世界上习惯于用从原子弹到氢弹按其原理试验的年、月时间间隔来衡量比较各国早期核武器的发展速度。从第一次原子弹爆炸到第一次两级氢弹试验成功,美国用了7年3个月,英国用了5年6个月,苏联用了6年3个月,法国用了8年6个月。中国从1960年底开始探索氢弹原理;1964年10月原子弹试验成功后,氢弹攻关力量得到加强,只用了2年2个月,就成功地进行了两级氢弹原理试验,实现了毛泽东主席提出的“氢弹也要快”的要求。中国的发展速度是最快的。

    中央人民广播电台广播了《新闻公报》后,北京市的广大人民群众纷纷走上街头,敲锣打鼓,举行庆祝游行,还张贴了庆贺的大字标语。

  这天晚上,周总理通知刘杰、刘西尧、钱三强来到中南海西花厅。周总理为氢弹原理试验成功显得特别高兴,他采取了异乎寻常的祝贺方式,备了茅台酒和鱼冻等几盘凉菜。周总理举杯祝贺氢弹原理试验取得的巨大胜利!不久,二机部机关的“造反派”来到了中南海的西北门外,扬言要打倒刘杰和刘西尧,并把矛头指向周总理。周总理闻知后,风趣地说:他们反对我,我引为光荣!随后,周总理念起毛泽东主席《水调歌头·游泳》一词中的两句:“不管风吹浪打,胜似闲庭信步。”周总理提醒和勉励刘杰、刘西尧、钱三强要经受得起风吹浪打的考验。随即,已经受到半年来“文化大革命”动乱严重干扰的周总理举起酒杯说:“来,今夜得宽余,咱们喝酒吧!”接着,在北京市广大人民群众庆祝游行的锣鼓声中,周总理又举起酒杯,他提议:让我们一起为参与试验成功的全体人员祝酒!

  在“文化大革命”动乱的日子里,刘杰连日遭受“造反派”的严重干扰,此刻,在周总理这里祝贺氢弹原理试验成功,倍感轻快,思绪万千,令他激动不已。钱三强是我国原子能科学事业的开拓者和奠基人之一。长期以来,他在普及原子能科学知识、建立综合性核科学研究基地、引进和吸收外来技术、选调优秀的科学技术专家、组织重大科技攻关和科技协作等方面,做了大量的工作,有独特的贡献,起到了别人起不到的作用。此时此刻,同受“文化大革命”冲击之苦的他,应总理的邀请来到西花厅,也是由衷地激动和高兴。

    由于这次核试验气象选择得较为适当,经核试验基地派出的防化分队在爆炸后多次实际测量,核试验场外下风方向附近居民区地面的放射性剂量很低,对人员健康无影响。

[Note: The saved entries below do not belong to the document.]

//! Wire protocol frames for agent sessions
//!
//! One JSON object per message frame, discriminated by a `type` string.
//! Unknown additive fields are ignored; unknown `type` values and
//! structurally malformed frames count as session violations. Responses
//! are always built from these typed structures, never ad-hoc JSON.

use crate::domain_types::{EpochMillis, Generation, RoutingDecision, TaskId};
use crate::queue::Task;
use serde::{Deserialize, Serialize};
use serde_json::Value;
use std::collections::HashMap;
use thiserror::Error;

/// Hard ceiling on a single frame
pub const MAX_FRAME_BYTES: usize = 256 * 1024;

const MAX_TOKEN_CHARS: usize = 512;
const MAX_REASON_CHARS: usize = 2_000;
const MAX_STATUS_CHARS: usize = 64;
const MAX_CAPABILITIES: usize = 64;

/// Frame decode/validation failures; each one is a session violation
#[derive(Debug, Error)]
pub enum FrameError {
    #[error("frame too large: {size} bytes (max {MAX_FRAME_BYTES})")]
    TooLarge { size: usize },

    #[error("malformed frame: {detail}")]
    Malformed { detail: String },

    #[error("invalid frame field {field}: {reason}")]
    Invalid { field: &'static str, reason: String },
}

/// Frames an agent sends to the hub
#[derive(Debug, Clone, Serialize, Deserialize)]
#[serde(tag = "type", rename_all = "snake_case")]
pub enum InboundFrame {
    Identify {
        agent_id: String,
        token: String,
        #[serde(default)]
        capabilities: Vec<String>,
        #[serde(default)]
        client_type: Option<String>,
        #[serde(default)]
        protocol_version: Option<u32>,
        #[serde(default)]
        endpoint_host: Option<String>,
        /// Task ids the agent believes it still holds, for reconnect
        /// reconciliation
        #[serde(default)]
        in_flight: Vec<TaskId>,
    },
    TaskAccepted {
        task_id: TaskId,
    },
    TaskRejected {
        task_id: TaskId,
        #[serde(default)]
        reason: Option<String>,
    },
    TaskProgress {
        task_id: TaskId,
    },
    TaskComplete {
        task_id: TaskId,
        generation: Generation,
        result: Value,
        #[serde(default)]
        tokens_used: Option<u64>,
        #[serde(default)]
        verification_report: Option<Value>,
    },
    TaskFailed {
        task_id: TaskId,
        generation: Generation,
        reason: String,
    },
    TaskRecovering {
        task_id: TaskId,
        #[serde(default)]
        last_status: Option<String>,
    },
    WakeResult {
        task_id: TaskId,
        status: String,
        #[serde(default)]
        attempt: Option<u32>,
        #[serde(default)]
        error: Option<String>,
    },
    ResourceReport {
        #[serde(default)]
        metrics: HashMap<String, Value>,
    },
    Ping,
    Pong,
}

/// Frames the hub pushes to an agent
#[derive(Debug, Clone, Serialize, Deserialize)]
#[serde(tag = "type", rename_all = "snake_case")]
pub enum OutboundFrame {
    Identified {
        agent_id: String,
        protocol_version: u32,
    },
    TaskAssign {
        task_id: TaskId,
        description: String,
        metadata: HashMap<String, Value>,
        generation: Generation,
        assigned_at: Option<EpochMillis>,
        needed_capabilities: Vec<String>,
        depends_on: Vec<TaskId>,
        #[serde(default, skip_serializing_if = "Option::is_none")]
        repo: Option<String>,
        #[serde(default, skip_serializing_if = "Option::is_none")]
        routing_decision: Option<RoutingDecision>,
        max_retries: u32,
        retry_count: u32,
    },
    TaskContinue {
        task_id: TaskId,
        generation: Generation,
    },
    TaskCancelled {
        task_id: TaskId,
    },
    WakeAck {
        task_id: TaskId,
    },
    Ping,
    Pong,
    Error {
        error: String,
        #[serde(default, skip_serializing_if = "Option::is_none")]
        retry_after_s: Option<u64>,
    },
}

impl OutboundFrame {
    /// The assignment push carrying everything the agent needs to start
    #[must_use]
    pub fn assign(task: &Task) -> Self {
        Self::TaskAssign {
            task_id: task.id,
            description: task.description.clone(),
            metadata: task.metadata.clone(),
            generation: task.generation,
            assigned_at: task.assigned_at,
            needed_capabilities: task
                .needed_capabilities
                .iter()
                .map(ToString::to_string)
                .collect(),
            depends_on: task.depends_on.iter().copied().collect(),
            repo: task.repo.clone(),
            routing_decision: task.routing_decision.clone(),
            max_retries: task.max_retries,
            retry_count: task.retry_count,
        }
    }

    /// Serializes the frame for the wire
    #[must_use]
    pub fn encode(&self) -> String {
        // The frame enums only contain JSON-representable data.
        serde_json::to_string(self).unwrap_or_else(|_| r#"{"type":"error","error":"encode"}"#.to_string())
    }
}

fn bounded(field: &'static str, value: &str, max: usize) -> Result<(), FrameError> {
    if value.chars().count() > max {
        Err(FrameError::Invalid {
            field,
            reason: format!("exceeds {max} characters"),
        })
    } else {
        Ok(())
    }
}

/// Decodes and validates one inbound frame
///
/// # Errors
/// `FrameError` on oversized, undecodable, or out-of-bounds frames.
pub fn parse_inbound(text: &str) -> Result<InboundFrame, FrameError> {
    if text.len() > MAX_FRAME_BYTES {
        return Err(FrameError::TooLarge { size: text.len() });
    }

    let frame: InboundFrame = serde_json::from_str(text).map_err(|e| FrameError::Malformed {
        detail: e.to_string(),
    })?;

    match &frame {
        InboundFrame::Identify {
            token,
            capabilities,
            ..
        } => {
            bounded("token", token, MAX_TOKEN_CHARS)?;
            if capabilities.len() > MAX_CAPABILITIES {
                return Err(FrameError::Invalid {
                    field: "capabilities",
                    reason: format!("more than {MAX_CAPABILITIES} entries"),
                });
            }
        }
        InboundFrame::TaskRejected {
            reason: Some(reason),
            ..
        } => bounded("reason", reason, MAX_REASON_CHARS)?,
        InboundFrame::TaskFailed { reason, .. } => bounded("reason", reason, MAX_REASON_CHARS)?,
        InboundFrame::TaskRecovering {
            last_status: Some(status),
            ..
        } => bounded("last_status", status, MAX_STATUS_CHARS)?,
        InboundFrame::WakeResult { status, .. } => bounded("status", status, MAX_STATUS_CHARS)?,
        _ => {}
    }
    Ok(frame)
}
enum Command {
    Connect {
        agent_id: AgentId,
        capabilities: HashSet<CapabilityName>,
        endpoint_host: Option<String>,
    },
    Disconnect {
        agent_id: AgentId,
    },
    Assign {
        agent_id: AgentId,
        task_id: TaskId,
        reply: oneshot::Sender<Result<(), FsmError>>,
    },
    Accept {
        agent_id: AgentId,
        task_id: TaskId,
        reply: oneshot::Sender<Result<(), FsmError>>,
    },
    Reject {
        agent_id: AgentId,
        task_id: TaskId,
        reason: String,
        reply: oneshot::Sender<Result<(), FsmError>>,
    },
    Finish {
        agent_id: AgentId,
        task_id: TaskId,
        blocked: bool,
        reply: oneshot::Sender<Result<(), FsmError>>,
    },
    Block {
        agent_id: AgentId,
        reply: oneshot::Sender<Result<(), FsmError>>,
    },
    Unblock {
        agent_id: AgentId,
        reply: oneshot::Sender<Result<(), FsmError>>,
    },
    Resume {
        agent_id: AgentId,
        task_id: TaskId,
        reply: oneshot::Sender<Result<(), FsmError>>,
    },
    Heartbeat {
        agent_id: AgentId,
    },
    ListAll {
        reply: oneshot::Sender<Vec<AgentRecord>>,
    },
    GetState {
        agent_id: AgentId,
        reply: oneshot::Sender<Result<AgentRecord, FsmError>>,
    },
    AcceptTimeout {
        agent_id: AgentId,
        task_id: TaskId,
        deadline: EpochMillis,
    },
    ReaperTick,
}

/// Cloneable handle on the agent state machine actor
#[derive(Clone)]
pub struct AgentFsmHandle {
    tx: mpsc::Sender<Command>,
}

impl AgentFsmHandle {
    async fn call<T>(
        &self,
        build: impl FnOnce(oneshot::Sender<Result<T, FsmError>>) -> Command,
    ) -> Result<T, FsmError> {
        let (reply, rx) = oneshot::channel();
        self.tx
            .send(build(reply))
            .await
            .map_err(|_| FsmError::Closed)?;
        rx.await.map_err(|_| FsmError::Closed)?
    }

    fn cast(&self, command: Command) {
        if self.tx.try_send(command).is_err() {
            warn!("agent fsm cast dropped, mailbox full or closed");
        }
    }

    /// Agent connected (or reconnected); enters `idle`
    pub async fn connect(
        &self,
        agent_id: AgentId,
        capabilities: HashSet<CapabilityName>,
        endpoint_host: Option<String>,
    ) {
        let _ = self
            .tx
            .send(Command::Connect {
                agent_id,
                capabilities,
                endpoint_host,
            })
            .await;
    }

    /// Connection closed; any held task is reclaimed
    pub async fn disconnect(&self, agent_id: AgentId) {
        let _ = self.tx.send(Command::Disconnect { agent_id }).await;
    }

    /// `idle -> assigned`, arming the acceptance timeout
    ///
    /// # Errors
    /// `FsmError` if the agent is unknown or not idle.
    pub async fn assign(&self, agent_id: AgentId, task_id: TaskId) -> Result<(), FsmError> {
        self.call(|reply| Command::Assign {
            agent_id,
            task_id,
            reply,
        })
        .await
    }

    /// `assigned -> working` on `task_accepted`
    ///
    /// # Errors
    /// `FsmError` on state or task mismatch.
    pub async fn accept(&self, agent_id: AgentId, task_id: TaskId) -> Result<(), FsmError> {
        self.call(|reply| Command::Accept {
            agent_id,
            task_id,
            reply,
        })
        .await
    }

    /// `assigned -> idle`; the task is reclaimed for rescheduling
    ///
    /// # Errors
    /// `FsmError` on state or task mismatch.
    pub async fn reject(
        &self,
        agent_id: AgentId,
        task_id: TaskId,
        reason: &str,
    ) -> Result<(), FsmError> {
        self.call(|reply| Command::Reject {
            agent_id,
            task_id,
            reason: reason.to_string(),
            reply,
        })
        .await
    }

    /// `working -> idle | blocked` after completion or failure
    ///
    /// # Errors
    /// `FsmError` on state or task mismatch.
    pub async fn finish(
        &self,
        agent_id: AgentId,
        task_id: TaskId,
        blocked: bool,
    ) -> Result<(), FsmError> {
        self.call(|reply| Command::Finish {
            agent_id,
            task_id,
            blocked,
            reply,
        })
        .await
    }

    /// Declares the agent blocked on external input
    ///
    /// # Errors
    /// `FsmError` when the agent is unknown or offline.
    pub async fn block(&self, agent_id: AgentId) -> Result<(), FsmError> {
        self.call(|reply| Command::Block { agent_id, reply }).await
    }

    /// Clears a blocked declaration
    ///
    /// # Errors
    /// `FsmError` when the agent is not blocked.
    pub async fn unblock(&self, agent_id: AgentId) -> Result<(), FsmError> {
        self.call(|reply| Command::Unblock { agent_id, reply })
            .await
    }

    /// Reconnect recovery into `working` without reassignment
    ///
    /// # Errors
    /// `FsmError` when the agent cannot resume.
    pub async fn resume(&self, agent_id: AgentId, task_id: TaskId) -> Result<(), FsmError> {
        self.call(|reply| Command::Resume {
            agent_id,
            task_id,
            reply,
        })
        .await
    }

    /// Liveness signal consumed by the reaper
    pub fn heartbeat(&self, agent_id: AgentId) {
        self.cast(Command::Heartbeat { agent_id });
    }

    /// Snapshot of every tracked agent
    ///
    /// # Errors
    /// `FsmError::Closed` if the actor is gone.
    pub async fn list_all(&self) -> Result<Vec<AgentRecord>, FsmError> {
        let (reply, rx) = oneshot::channel();
        self.tx
            .send(Command::ListAll { reply })
            .await
            .map_err(|_| FsmError::Closed)?;
        rx.await.map_err(|_| FsmError::Closed)
    }

    /// Snapshot of one agent
    ///
    /// # Errors
    /// `FsmError::UnknownAgent` when never connected.
    pub async fn get_state(&self, agent_id: AgentId) -> Result<AgentRecord, FsmError> {
        self.call(|reply| Command::GetState { agent_id, reply })
            .await
    }
}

    此外,核爆炸后,从28日15时起,至30日止,空军按预定方案先后出动飞机27架次,在核试验场外下风不同地区上空的不同高度,对放射性烟云进行了侦察测量。实测结果证明,对烟云径迹的预报是正确的,对所经过地区没有造成危害。事实说明,经过反复精心研究,对这次核试验所采取的安全防护措施是成功的。

12月31日,张震寰向周总理发电报,汇报了核试验场区零时以后的工作情况。周总理于1967年1月2日复电张震寰:际此1967年开始,谨向场区内所有参加此次试验的工作同志和解放军指战员祝贺新年。希望你们在新的一年里,更高地举起毛泽东思想伟大红旗,继续大力突出无产阶级政治,把活学活用毛主席著作群众运动提高到一个新的阶段,在科学试验上取得更大更新的成就。